Authors may also submit to an Invited Session if invited to do so by the session chair, or their paper fits the scope of the session better than the General Track.

The General Track Sessions are as follows:-
Note: The content of the tracks is subject to review and change.

G01: Sustainable & Resilient Buildings

For New and Existing Buildings to meet the needs of society discussed at COP26, and the planet for 2022 and beyond they must be resilient to global challenges such as catastrophic climate change and pandemics like Covid19, and so designed, manufactured, constructed, operated, and retrofitted following environmental, economic, social and community Sustainability drivers. In addition to reducing primary energy use, and operational and embodied carbon emissions to zero for buildings and the built environment, adaptability, and the quality of life for current and future occupants needs to be considered.

The Sustainable & Resilient Buildings track invites papers that consider both Sustainability and Resilience drivers when designing, or manufacturing, or constructing, or commissioning, or operating or enhancing the performance of existing or new buildings, their controls, and the wider built environment. Different scales can be considered from single building, or community, or neighbourhood, or district, or town/city, or region, or national, or international or global.
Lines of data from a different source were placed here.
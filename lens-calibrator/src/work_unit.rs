//! Work units passed between the distributor and its workers.
//!
//! Every unit carries a [`BaseParameters`] correlation key so results can be
//! traced back to their job and calibration regardless of which worker
//! produced them.

use std::fmt;
use std::path::PathBuf;

use image::RgbaImage;
use serde::{Deserialize, Serialize};

use crate::config::{CalibrationParameters, ChessboardSearchParameters};
use crate::job::{CalibrationId, JobId};

/// Correlation key shared by every unit of one calibration.
#[derive(Debug, Clone, PartialEq, Serialize, Deserialize)]
pub struct BaseParameters {
    pub job_id: JobId,
    pub calibration_id: CalibrationId,
    pub friendly_name: String,
    pub zoom_level: f32,
}

impl fmt::Display for BaseParameters {
    fn fmt(&self, f: &mut fmt::Formatter<'_>) -> fmt::Result {
        write!(
            f,
            "(Job: {}, Calibration: {}, Name: \"{}\", Zoom: {:.3})",
            self.job_id, self.calibration_id, self.friendly_name, self.zoom_level
        )
    }
}

/// Source, search and native resolutions for one image.
#[derive(Debug, Clone, Copy, Default, PartialEq, Eq, Serialize, Deserialize)]
pub struct ResizeParameters {
    pub source_x: u32,
    pub source_y: u32,
    pub resize_x: u32,
    pub resize_y: u32,
    pub native_x: u32,
    pub native_y: u32,
}

impl ResizeParameters {
    /// Search resolution is `floor(source * resize_percentage)` when resizing,
    /// the source resolution otherwise.
    pub fn compute(source_x: u32, source_y: u32, search: &ChessboardSearchParameters) -> Self {
        let (resize_x, resize_y) = if search.resize {
            (
                (source_x as f32 * search.resize_percentage).floor() as u32,
                (source_y as f32 * search.resize_percentage).floor() as u32,
            )
        } else {
            (source_x, source_y)
        };

        Self {
            source_x,
            source_y,
            resize_x,
            resize_y,
            native_x: search.native_full_resolution_x,
            native_y: search.native_full_resolution_y,
        }
    }

    /// Factor mapping search-resolution coordinates back to native resolution.
    pub fn native_scale(&self) -> (f32, f32) {
        let axis = |native: u32, resize: u32| {
            if resize == 0 {
                1.0
            } else {
                native as f32 / resize as f32
            }
        };
        (axis(self.native_x, self.resize_x), axis(self.native_y, self.resize_y))
    }
}

/// Inner corner grid dimensions.
#[derive(Debug, Clone, Copy, Default, PartialEq, Eq, Hash, Serialize, Deserialize)]
pub struct GridSize {
    pub cols: u32,
    pub rows: u32,
}

impl GridSize {
    pub fn new(cols: u32, rows: u32) -> Self {
        Self { cols, rows }
    }

    pub fn corner_count(&self) -> usize {
        (self.cols as usize).saturating_mul(self.rows as usize)
    }
}

impl fmt::Display for GridSize {
    fn fmt(&self, f: &mut fmt::Formatter<'_>) -> fmt::Result {
        write!(f, "{}x{}", self.cols, self.rows)
    }
}

/// Image on disk to search for a checkerboard.
#[derive(Debug, Clone)]
pub struct TextureFileWorkUnit {
    pub base: BaseParameters,
    pub search: ChessboardSearchParameters,
    pub path: PathBuf,
}

/// In-memory RGBA image to search for a checkerboard.
#[derive(Debug, Clone)]
pub struct PixelArrayWorkUnit {
    pub base: BaseParameters,
    pub search: ChessboardSearchParameters,
    pub image: RgbaImage,
}

/// Detected corners for one image, or nothing if detection failed.
#[derive(Debug, Clone, PartialEq)]
pub struct CalibrationPointsWorkUnit {
    pub base: BaseParameters,
    /// Flattened `x, y` pairs in native resolution.
    pub corners: Vec<f32>,
    pub grid: GridSize,
    pub square_size_mm: f32,
    pub resize: ResizeParameters,
}

impl CalibrationPointsWorkUnit {
    /// Placeholder forwarded when detection fails so image counting stays correct.
    pub fn empty(base: BaseParameters, resize: ResizeParameters) -> Self {
        Self {
            base,
            corners: Vec::new(),
            grid: GridSize::default(),
            square_size_mm: 0.0,
            resize,
        }
    }

    pub fn is_empty(&self) -> bool {
        self.corners.is_empty()
    }
}

/// Signal that every image of a calibration has been queued.
#[derive(Debug, Clone, PartialEq)]
pub struct CalibrateLatch {
    pub base: BaseParameters,
    pub calibration: CalibrationParameters,
    pub resize: ResizeParameters,
}

#[cfg(test)]
mod tests {
    use super::*;

    #[test]
    fn test_resize_parameters_floor() {
        let search = ChessboardSearchParameters {
            resize_percentage: 0.5,
            ..Default::default()
        };
        let resize = ResizeParameters::compute(1921, 1081, &search);
        assert_eq!((resize.resize_x, resize.resize_y), (960, 540));
        assert_eq!((resize.native_x, resize.native_y), (1920, 1080));
        assert_eq!(resize.native_scale(), (2.0, 2.0));
    }

    #[test]
    fn test_resize_disabled_keeps_source() {
        let search = ChessboardSearchParameters {
            resize: false,
            native_full_resolution_x: 3840,
            native_full_resolution_y: 2160,
            ..Default::default()
        };
        let resize = ResizeParameters::compute(1920, 1080, &search);
        assert_eq!((resize.resize_x, resize.resize_y), (1920, 1080));
        assert_eq!(resize.native_scale(), (2.0, 2.0));
    }

    #[test]
    fn test_zero_resize_scale_is_identity() {
        assert_eq!(ResizeParameters::default().native_scale(), (1.0, 1.0));
    }

    #[test]
    fn test_empty_points_unit() {
        let base = BaseParameters {
            job_id: JobId::new(),
            calibration_id: CalibrationId::new(),
            friendly_name: "wide".to_string(),
            zoom_level: 0.0,
        };
        let unit = CalibrationPointsWorkUnit::empty(base, ResizeParameters::default());
        assert!(unit.is_empty());
        assert_eq!(unit.grid.corner_count(), 0);
    }

    #[test]
    fn test_grid_corner_count_is_computed_in_usize() {
        assert_eq!(GridSize::new(12, 8).corner_count(), 96);
        assert_eq!(GridSize::new(70_000, 70_000).corner_count(), 4_900_000_000);
        assert_eq!(GridSize::new(u32::MAX, 1).corner_count(), u32::MAX as usize);
    }
}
Sustainable & Resilient Buildings could include new nearly-zero carbon, zero carbon, net zero carbon, and energy positive buildings; or existing buildings that are retrofitted with improvements to increase their performance, occupant comfort, reduce energy usage and increase their acoustic and fire performance for their users.

There are numerous processes involved in creating and adapting Sustainable & Resilient Buildings, and the Built Environment including (but not limited to) the application of architectural design, building engineering, science, and technology to assess, monitor, optimise, reflect upon and test Sustainable & Resilient Buildings, their Controls and the wider Built Environment.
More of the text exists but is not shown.